Can anybody post the formulas to use instead of using the maneuvering Board…Thanks

Please be a little more specific and someone will be able to help you out.

My guess is with the LOP’s on the Coastal part of the exam, just a guess though.

Skycowboy - Which I could help but I’m a moboard type of guy, Try looking in Bowditch. I’m just the opposite, I have problems with the formulas. I couldn’t figure out how to use the diagrams in Bowditch but didn’t put much time on it either.

If it is the LOP’s remember, Plot the last posit they give you for the ship and the brg to the object. DR the object using your cus and spd then draw the 1st brg from the object from the DR position. This will give you a fix or EP at the last time they gave you in the problem.

I will have to look at my notes. I know anchorman would remember this. You don’t want to use a formula on all of them. I think one of them is called the 7/10th rule. The other one is something similar. You would take the difference (or distance traveled) between the first and second bearing and multiply it by something. Let me look through my stuff. I’ll get back to you unless someone beats me to it.

FYI there are some problems that require using maneuvering boards.

I remember you have to use the SIN and COS functions, but I don’t remember how…

If you are referring to Special Case Bearing problems on the Coasal Nav section, here are a few quick and easy ones:

- 45° / 90° (first bearing is 45° off your heading, second bearing is 90° off your heading, or abeam): Distance run between bearings equals distance off when abeam.
- 22.5° / 45° / 90° (the 7/10 Rule): 7/10 of the distance run between the first and second bearings equals the distance to run between the second bearing (45°) and abeam; and also equals the distance off when abeam. Distance run between the first and second bearings equals the distance off at the second bearing (45°).
- 22.5° / 45° / 90°: Distance run between the first and second bearings equals the distance to run between the second bearing (45°) and abeam; and also equals the distance off when abeam.
- Double Angle (30° / 60°, etc): Distance run between the first and second bearings equals the distance off at the second bearing.

There are other more esoteric ones, but these are easy to remember and apply. The USCG used to always have at least one or two on each test.

I’m a math guy, and when I was prepping for my test I figured out how to do all problems without a mo board (or tables!). Something I learned: if the problem is usually done with a mo board then do it with one. You can see a mistake on paper. With pure trig you better be right.

What exactly are you trying to do?

Course to steer to pass abeam.
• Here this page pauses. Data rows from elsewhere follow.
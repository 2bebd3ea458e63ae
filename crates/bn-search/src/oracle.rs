//! Scoring oracle interface and adapters.
//!
//! The search never computes a statistical score itself. It asks a
//! [`ScoringOracle`] for the fit of a candidate graph on a dataset and only
//! compares the returned numbers: larger is better, no scale is assumed.

use bn_types::{Dataset, Graph, ScoreError};
use dashmap::DashMap;
use std::sync::atomic::{AtomicU64, Ordering};

/// Fit-quality function consumed by the search.
///
/// Implementations must not mutate observable state that changes later
/// scores: the same graph on the same dataset always yields the same value.
pub trait ScoringOracle: Send + Sync {
    /// Score `graph` against `dataset`. Higher is better.
    fn score(&self, graph: &Graph, dataset: &Dataset) -> Result<f64, ScoreError>;

    /// Human-readable oracle name.
    fn name(&self) -> &str {
        "oracle"
    }
}

impl<T: ScoringOracle + ?Sized> ScoringOracle for &T {
    fn score(&self, graph: &Graph, dataset: &Dataset) -> Result<f64, ScoreError> {
        (**self).score(graph, dataset)
    }

    fn name(&self) -> &str {
        (**self).name()
    }
}

impl<T: ScoringOracle + ?Sized> ScoringOracle for Box<T> {
    fn score(&self, graph: &Graph, dataset: &Dataset) -> Result<f64, ScoreError> {
        (**self).score(graph, dataset)
    }

    fn name(&self) -> &str {
        (**self).name()
    }
}

// ---- closure adapter ----

/// Wraps a closure as an oracle.
pub struct FnOracle<F> {
    name: String,
    score_fn: F,
}

impl<F> FnOracle<F>
where
    F: Fn(&Graph, &Dataset) -> Result<f64, ScoreError> + Send + Sync,
{
    pub fn new(name: impl Into<String>, score_fn: F) -> Self {
        Self {
            name: name.into(),
            score_fn,
        }
    }
}

impl<F> ScoringOracle for FnOracle<F>
where
    F: Fn(&Graph, &Dataset) -> Result<f64, ScoreError> + Send + Sync,
{
    fn score(&self, graph: &Graph, dataset: &Dataset) -> Result<f64, ScoreError> {
        (self.score_fn)(graph, dataset)
    }

    fn name(&self) -> &str {
        &self.name
    }
}

// ---- memoization ----

/// Explicit memoization in front of an expensive oracle.
///
/// Entries are keyed by graph structure only, so one instance must be used
/// with a single dataset; call [`MemoizedOracle::clear`] before switching.
/// Failures are never cached.
pub struct MemoizedOracle<O> {
    inner: O,
    cache: DashMap<Graph, f64>,
    hits: AtomicU64,
    misses: AtomicU64,
}

impl<O: ScoringOracle> MemoizedOracle<O> {
    pub fn new(inner: O) -> Self {
        Self {
            inner,
            cache: DashMap::new(),
            hits: AtomicU64::new(0),
            misses: AtomicU64::new(0),
        }
    }

    pub fn hits(&self) -> u64 {
        self.hits.load(Ordering::Relaxed)
    }

    pub fn misses(&self) -> u64 {
        self.misses.load(Ordering::Relaxed)
    }

    pub fn len(&self) -> usize {
        self.cache.len()
    }

    pub fn is_empty(&self) -> bool {
        self.cache.is_empty()
    }

    pub fn clear(&self) {
        self.cache.clear();
    }

    pub fn into_inner(self) -> O {
        self.inner
    }
}

impl<O: ScoringOracle> ScoringOracle for MemoizedOracle<O> {
    fn score(&self, graph: &Graph, dataset: &Dataset) -> Result<f64, ScoreError> {
        if let Some(cached) = self.cache.get(graph) {
            self.hits.fetch_add(1, Ordering::Relaxed);
            return Ok(*cached);
        }
        self.misses.fetch_add(1, Ordering::Relaxed);
        let score = self.inner.score(graph, dataset)?;
        self.cache.insert(graph.clone(), score);
        Ok(score)
    }

    fn name(&self) -> &str {
        self.inner.name()
    }
}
If your on a course of 349 and light bears 13 degrees off Starboard bow at 10.8 miles What course to steer to pass 2.5 miles abeam to starboard

You add the 13 degrees to the bearing, if it was to port you would subtract .
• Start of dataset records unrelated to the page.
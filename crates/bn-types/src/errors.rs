use thiserror::Error;

/// Main error type for Bayesian network structure search
#[derive(Error, Debug)]
pub enum BnError {
    #[error("Graph error: {0}")]
    Graph(#[from] GraphError),

    #[error("Dataset error: {0}")]
    Dataset(#[from] DatasetError),

    #[error("Search error: {0}")]
    Search(#[from] SearchError),

    #[error("Scoring failure: {0}")]
    Score(#[from] ScoreError),

    #[error("Serialization error: {0}")]
    Serialization(#[from] serde_json::Error),

    #[error("Validation error: {0}")]
    Validation(String),
}

/// Structural errors raised by the graph model
#[derive(Error, Debug, Clone, PartialEq, Eq)]
pub enum GraphError {
    #[error("Node {node} out of range for a graph with {num_nodes} nodes")]
    NodeOutOfRange { node: usize, num_nodes: usize },

    #[error("Node {node} cannot be its own parent")]
    SelfLoop { node: usize },

    #[error("Node {parent} is already a parent of node {child}")]
    DuplicateParent { child: usize, parent: usize },

    #[error("Arc {parent} -> {child} does not exist")]
    MissingArc { child: usize, parent: usize },

    #[error("Parent position {index} out of range for node {child} with {len} parents")]
    PositionOutOfRange { child: usize, index: usize, len: usize },

    #[error("Node count mismatch: expected {expected}, got {actual}")]
    NodeCountMismatch { expected: usize, actual: usize },
}

/// Dataset contract violations
#[derive(Error, Debug, Clone, PartialEq)]
pub enum DatasetError {
    #[error("Dataset has no attributes")]
    NoAttributes,

    #[error("Target index {target} out of range for {num_attributes} attributes")]
    TargetOutOfRange { target: usize, num_attributes: usize },

    #[error("Attribute {name} must have at least one value")]
    EmptyDomain { name: String },

    #[error("Instance has {actual} values, expected {expected}")]
    ArityMismatch { expected: usize, actual: usize },

    #[error("Value {value} out of range for attribute {attribute} with cardinality {cardinality}")]
    ValueOutOfRange {
        attribute: usize,
        value: u32,
        cardinality: u32,
    },

    #[error("Invalid instance weight: {weight}")]
    InvalidWeight { weight: f64 },
}

/// Search-level errors
#[derive(Error, Debug, Clone, PartialEq, Eq)]
pub enum SearchError {
    #[error("Invalid search configuration: {message}")]
    InvalidConfiguration { message: String },

    #[error("Graph has {graph_nodes} nodes but the dataset has {attributes} attributes")]
    DimensionMismatch { graph_nodes: usize, attributes: usize },
}

/// Failure reported by a scoring oracle
#[derive(Error, Debug, Clone, PartialEq)]
pub enum ScoreError {
    #[error("Ill-conditioned statistics: {message}")]
    IllConditioned { message: String },

    #[error("Score is not a number")]
    NotANumber,

    #[error("Scoring failed: {message}")]
    Failed { message: String },
}

/// Result type alias for structure search operations
pub type BnResult<T> = Result<T, BnError>;

/// Macro for creating validation errors
#[macro_export]
macro_rules! validation_error {
    ($($arg:tt)*) => {
        $crate::BnError::Validation(format!($($arg)*))
    };
}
349+13 = 362 2.5 divided by 10.8 = 2nd Sin = 13.4 362-13.4 = 348.6 or 349 degrees

Easier to do with a mo-board. Or: " some old hippie, caused another hippie to trip on acid". Or: “oh hell another hour of algebra”. What I’m getting at is these are just the same old triangle problems no matter if you use algebra or a mo-board to work them. Personally. I’d use a mo-board, faster and easy to visualize the problem.

Or: Get out your high school math books, ie:

s o/h

C a/h

T o/a

The special case bearing questions never really made any sens to me, period. I’m a geometry/trig guy and even on the board they still really never came out right. I would get comfortable solving questions using the material in Bowditch 2 as it is a reference material you will have in the exam room. The formulas and explanation, although sometimes complicated will be in there. some have tables for these questions. I trained myself to use the formulas in Bowditch 2 and nothing else (unless far simpler) as they’d be available when taking the exam.

The simpler ones, like set drift/distance abeam are far easier on the board. same with intercepting another vessel.